- [TASK DETAILS] Retype every record exactly as it appears.

-- EXCERPTED DATA follows --

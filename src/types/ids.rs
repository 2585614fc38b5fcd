//! Newtype wrappers for domain identifiers.
//!
//! These types prevent accidental mixing of different numeric configuration
//! values and make the code more self-documenting.

use serde::{Deserialize, Serialize};
use std::fmt;

/// A Telegram chat identifier addressing a destination channel.
///
/// Channel and supergroup ids as reported by the Bot API are large negative
/// integers (e.g. `-1001234567890`); private chats are positive.
#[derive(Debug, Clone, Copy, PartialEq, Eq, Hash, Serialize, Deserialize)]
#[serde(transparent)]
pub struct ChannelId(pub i64);

impl ChannelId {
    /// Returns the raw chat id for use in API request bodies.
    pub fn as_i64(&self) -> i64 {
        self.0
    }
}

impl fmt::Display for ChannelId {
    fn fmt(&self, f: &mut fmt::Formatter<'_>) -> fmt::Result {
        write!(f, "{}", self.0)
    }
}

impl From<i64> for ChannelId {
    fn from(id: i64) -> Self {
        ChannelId(id)
    }
}

#[cfg(test)]
mod tests {
    use super::*;

    #[test]
    fn display_shows_raw_id() {
        assert_eq!(ChannelId(-1001234567890).to_string(), "-1001234567890");
    }

    #[test]
    fn serde_is_transparent() {
        let id: ChannelId = serde_json::from_str("-42").unwrap();
        assert_eq!(id, ChannelId(-42));
        assert_eq!(serde_json::to_string(&id).unwrap(), "-42");
    }
}
//! Human-like scroll to the bottom of a lazily-loading listing.

use crate::error::ProviderError;
use crate::pacing::Pacer;
use crate::provider::PageProvider;

/// Upper bound on scroll steps in one pass. A page that keeps growing
/// faster than we scroll would otherwise never let the pass finish.
pub(crate) const MAX_SCROLL_STEPS: u32 = 10_000;

/// What one scroll pass did.
#[derive(Debug, Clone, Copy, PartialEq, Eq, Default)]
pub struct ScrollPass {
    pub steps: u32,
    pub retreats: u32,
    pub position: u64,
    /// Revealed height when the pass finished.
    pub height: u64,
}

/// Scrolls in randomized steps until the position reaches the revealed
/// height, re-reading the height after every step so lists that grow while
/// scrolling are followed to their new end.
///
/// # Errors
///
/// Propagates the first [`ProviderError`] from a height query or scroll.
pub async fn scroll_to_bottom<P>(
    provider: &mut P,
    pacer: &mut Pacer,
) -> Result<ScrollPass, ProviderError>
where
    P: PageProvider + ?Sized,
{
    let mut pass = ScrollPass {
        height: provider.revealed_height().await?,
        ..ScrollPass::default()
    };

    while pass.position < pass.height {
        if pass.steps >= MAX_SCROLL_STEPS {
            tracing::warn!(
                steps = pass.steps,
                position = pass.position,
                height = pass.height,
                "scroll step limit reached before bottom; treating as bottom"
            );
            break;
        }
        pass.steps += 1;

        if pacer.should_retreat() {
            pass.position = pass.position.saturating_sub(pacer.retreat_step());
            provider.scroll_to(pass.position).await?;
            pacer.retreat_pause().await;
            pass.retreats += 1;
        } else {
            pass.position = pass.position.saturating_add(pacer.scroll_step());
            provider.scroll_to(pass.position).await?;
            pacer.scroll_pause().await;
        }

        let height = provider.revealed_height().await?;
        if height > pass.height {
            pass.height = height;
        }
    }

    pacer.settle().await;
    tracing::debug!(
        steps = pass.steps,
        retreats = pass.retreats,
        height = pass.height,
        "reached the bottom"
    );
    Ok(pass)
}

-- EXCERPTED DATA concluded --

- [RESPONSE]
filename src/types/ids.rs
repository 2585614fc38b5fcd
//! Newtype wrappers for domain identifiers.
//!
//! These types prevent accidental mixing of different numeric configuration
//! values and make the code more self-documenting.

use serde::{Deserialize, Serialize};
use std::fmt;

/// A Telegram chat identifier addressing a destination channel.
///
/// Channel and supergroup ids as reported by the Bot API are large negative
/// integers (e.g. `-1001234567890`); private chats are positive.
#[derive(Debug, Clone, Copy, PartialEq, Eq, Hash, Serialize, Deserialize)]
#[serde(transparent)]
pub struct ChannelId(pub i64);

impl ChannelId {
    /// Returns the raw chat id for use in API request bodies.
    pub fn as_i64(&self) -> i64 {
        self.0
    }
}

impl fmt::Display for ChannelId {
    fn fmt(&self, f: &mut fmt::Formatter<'_>) -> fmt::Result {
        write!(f, "{}", self.0)
    }
}

impl From<i64> for ChannelId {
    fn from(id: i64) -> Self {
        ChannelId(id)
    }
}

#[cfg(test)]
mod tests {
    use super::*;

    #[test]
    fn display_shows_raw_id() {
        assert_eq!(ChannelId(-1001234567890).to_string(), "-1001234567890");
    }

    #[test]
    fn serde_is_transparent() {
        let id: ChannelId = serde_json::from_str("-42").unwrap();
        assert_eq!(id, ChannelId(-42));
        assert_eq!(serde_json::to_string(&id).unwrap(), "-42");
    }
}
//! Human-like scroll to the bottom of a lazily-loading listing.

use crate::error::ProviderError;
use crate::pacing::Pacer;
use crate::provider::PageProvider;

/// Upper bound on scroll steps in one pass. A page that keeps growing
/// faster than we scroll would otherwise never let the pass finish.
pub(crate) const MAX_SCROLL_STEPS: u32 = 10_000;

/// What one scroll pass did.
#[derive(Debug, Clone, Copy, PartialEq, Eq, Default)]
pub struct ScrollPass {
    pub steps: u32,
    pub retreats: u32,
    pub position: u64,
    /// Revealed height when the pass finished.
    pub height: u64,
}

/// Scrolls in randomized steps until the position reaches the revealed
/// height, re-reading the height after every step so lists that grow while
/// scrolling are followed to their new end.
///
/// # Errors
///
/// Propagates the first [`ProviderError`] from a height query or scroll.
pub async fn scroll_to_bottom<P>(
    provider: &mut P,
    pacer: &mut Pacer,
) -> Result<ScrollPass, ProviderError>
where
    P: PageProvider + ?Sized,
{
    let mut pass = ScrollPass {
        height: provider.revealed_height().await?,
        ..ScrollPass::default()
    };

    while pass.position < pass.height {
        if pass.steps >= MAX_SCROLL_STEPS {
            tracing::warn!(
                steps = pass.steps,
                position = pass.position,
                height = pass.height,
                "scroll step limit reached before bottom; treating as bottom"
            );
            break;
        }
        pass.steps += 1;

        if pacer.should_retreat() {
            pass.position = pass.position.saturating_sub(pacer.retreat_step());
            provider.scroll_to(pass.position).await?;
            pacer.retreat_pause().await;
            pass.retreats += 1;
        } else {
            pass.position = pass.position.saturating_add(pacer.scroll_step());
            provider.scroll_to(pass.position).await?;
            pacer.scroll_pause().await;
        }

        let height = provider.revealed_height().await?;
        if height > pass.height {
            pass.height = height;
        }
    }

    pacer.settle().await;
    tracing::debug!(
        steps = pass.steps,
        retreats = pass.retreats,
        height = pass.height,
        "reached the bottom"
    );
    Ok(pass)
}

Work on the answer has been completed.